Judge of the United States Court of Appeals for the Ninth Circuit
- Incumbent
- Assumed office May 18, 2006
- Appointed by: George W. Bush
- Preceded by: A. Wallace Tashima

Personal details
- Born: Milan Dale Smith Jr. 1942 (age 83–84) Pendleton, Oregon, U.S.
- Relatives: Gordon H. Smith (brother)
- Education: Brigham Young University (BA) University of Chicago (JD)

= Milan Smith =

American judge (born 1942)

Milan Dale Smith Jr. (born 1942) is an American attorney and jurist serving as a United States circuit judge of the United States Court of Appeals for the Ninth Circuit. Smith's brother, Gordon H. Smith, was a Republican U.S. Senator from 1997 to 2009. Milan Smith is neither a Republican nor a Democrat, and he considers himself to be a political independent. Smith is married to Kathleen Denise Crane, a trust and estates attorney.

== Early life and education ==
Smith was born in Pendleton, Oregon.
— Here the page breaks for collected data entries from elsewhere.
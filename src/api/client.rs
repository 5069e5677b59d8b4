//! One method per analysis-service operation.

use std::collections::BTreeMap;
use std::sync::Arc;

use serde::de::DeserializeOwned;
use serde::Deserialize;
use tracing::{debug, info};

use super::transport::{ApiRequest, HttpTransport, RawResponse, Transport, Upload};
use super::ApiError;
use crate::config::Settings;
use crate::models::{AnalysisResult, DocumentType, HistoryEntry, RawAnalysis};

/// Decoded success response.
#[derive(Debug, Clone, PartialEq)]
pub struct ApiResponse<T> {
    pub data: T,
    pub status: u16,
}

impl<T> ApiResponse<T> {
    pub fn map<U>(self, f: impl FnOnce(T) -> U) -> ApiResponse<U> {
        ApiResponse {
            data: f(self.data),
            status: self.status,
        }
    }
}

/// Liveness payload from the analysis service.
#[derive(Debug, Clone, Default, PartialEq, Eq, Deserialize)]
pub struct HealthStatus {
    #[serde(default)]
    pub status: String,
    #[serde(default)]
    pub service: Option<String>,
    #[serde(default)]
    pub version: Option<String>,
}

impl HealthStatus {
    pub fn is_up(&self) -> bool {
        self.status.eq_ignore_ascii_case("UP")
    }
}

/// Document types the service accepts, with its own descriptions.
#[derive(Debug, Clone, Default, PartialEq, Deserialize)]
pub struct DocumentTypeCatalog {
    #[serde(default)]
    pub types: Vec<DocumentType>,
    #[serde(default)]
    pub description: BTreeMap<String, String>,
}

/// Client for the analysis and storage endpoints.
#[derive(Clone)]
pub struct ApiClient {
    transport: Arc<dyn Transport>,
}

impl ApiClient {
    /// Create a client over any transport.
    pub fn new(transport: Arc<dyn Transport>) -> Self {
        Self { transport }
    }

    /// Create a client that talks HTTP using the given settings.
    pub fn from_settings(settings: &Settings) -> Result<Self, ApiError> {
        let transport = HttpTransport::new(settings)?;
        info!("Using analysis service at {}", transport.base_url());
        Ok(Self::new(Arc::new(transport)))
    }

    /// Full analysis (including summary and keyword extraction).
    pub async fn analyze_document(
        &self,
        upload: Upload,
        document_type: DocumentType,
    ) -> Result<ApiResponse<AnalysisResult>, ApiError> {
        info!(
            "Analyzing {} ({} bytes) as {}",
            upload.file_name,
            upload.bytes.len(),
            document_type
        );
        let request = ApiRequest::post_file("/api/v1/analyze", upload)
            .with_query("documentType", document_type.as_str());
        let response = self.execute::<RawAnalysis>(request).await?;
        Ok(response.map(|raw| AnalysisResult::from_raw(raw, Some(document_type))))
    }

    /// Quick analysis without the language-model stage. The response is reduced
    /// (no id, keywords or statistics).
    pub async fn quick_analyze(
        &self,
        upload: Upload,
    ) -> Result<ApiResponse<AnalysisResult>, ApiError> {
        info!("Quick analysis of {}", upload.file_name);
        let file_name = upload.file_name.clone();
        let request = ApiRequest::post_file("/api/v1/analyze/quick", upload);
        let response = self.execute::<RawAnalysis>(request).await?;
        Ok(response.map(|mut raw| {
            raw.file_name.get_or_insert(file_name);
            AnalysisResult::from_raw(raw, None)
        }))
    }

    /// Fetch one stored result.
    pub async fn get_analysis_result(
        &self,
        id: &str,
    ) -> Result<ApiResponse<AnalysisResult>, ApiError> {
        let path = format!("/api/v1/storage/results/{}", urlencoding::encode(id));
        let response = self.execute::<RawAnalysis>(ApiRequest::get(path)).await?;
        Ok(response.map(|raw| AnalysisResult::from_raw(raw, None)))
    }

    pub async fn get_all_results(&self) -> Result<ApiResponse<Vec<HistoryEntry>>, ApiError> {
        self.execute(ApiRequest::get("/api/v1/storage/results")).await
    }

    pub async fn get_recent_results(&self) -> Result<ApiResponse<Vec<HistoryEntry>>, ApiError> {
        self.execute(ApiRequest::get("/api/v1/storage/results/recent"))
            .await
    }

    /// Server-side file name search. The query is sent as given.
    pub async fn search_results(
        &self,
        file_name: &str,
    ) -> Result<ApiResponse<Vec<HistoryEntry>>, ApiError> {
        let request =
            ApiRequest::get("/api/v1/storage/results/search").with_query("fileName", file_name);
        self.execute(request).await
    }

    pub async fn get_results_by_type(
        &self,
        document_type: DocumentType,
    ) -> Result<ApiResponse<Vec<HistoryEntry>>, ApiError> {
        let path = format!("/api/v1/storage/results/type/{}", document_type.as_str());
        self.execute(ApiRequest::get(path)).await
    }

    pub async fn health_check(&self) -> Result<ApiResponse<HealthStatus>, ApiError> {
        self.execute(ApiRequest::get("/api/v1/analyze/health")).await
    }

    pub async fn document_types(&self) -> Result<ApiResponse<DocumentTypeCatalog>, ApiError> {
        self.execute(ApiRequest::get("/api/v1/analyze/document-types"))
            .await
    }

    async fn execute<T: DeserializeOwned>(
        &self,
        request: ApiRequest,
    ) -> Result<ApiResponse<T>, ApiError> {
        let path = request.path.clone();
        let raw = self.transport.send(request).await?;
        decode(&path, raw)
    }
}

fn decode<T: DeserializeOwned>(path: &str, raw: RawResponse) -> Result<ApiResponse<T>, ApiError> {
    if !raw.is_success() {
        debug!("{} failed with HTTP {}", path, raw.status);
        return Err(ApiError::from_error_body(raw.status, &raw.body));
    }

    let data = serde_json::from_str(&raw.body).map_err(|e| ApiError::Decode {
        status: raw.status,
        detail: e.to_string(),
    })?;

    Ok(ApiResponse {
        data,
        status: raw.status,
    })
}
He is the son of Milan D. Smith, Sr., who served as chief of staff of the Department of Agriculture under Secretary Ezra Taft Benson. Smith received a Bachelor of Arts degree from Brigham Young University in 1966. Smith attended the University of Chicago Law School on a full-tuition scholarship, graduating in 1969 with a J.D. degree.

== Career ==
After law school, Smith became an associate attorney at the Los Angeles firm of O'Melveny & Myers.
In 1972, Smith left O'Melveny to co-found his own law firm, Smith & Hilbig, which eventually became Smith, Crane, Robinson & Parker. He was a President-General Counsel of the Los Angeles State Building Authority from 1983 to 2006. Smith was a Vice Chairman of the California Fair Employment and Housing Commission from 1987 to 1991.

=== Federal judicial service ===
Smith was nominated by President George W. Bush on February 14, 2006, to fill a seat vacated by Judge A. Wallace Tashima. The Standing Committee on the Federal Judiciary of the American Bar Association rated him "well qualified," the highest possible rating. He was confirmed just over three months later by the United States Senate on May 16, 2006, by a 93–0 vote. He was the fifth judge appointed to the Ninth Circuit by Bush, and the first since Carlos Bea was confirmed in 2003. He received his commission on May 18, 2006.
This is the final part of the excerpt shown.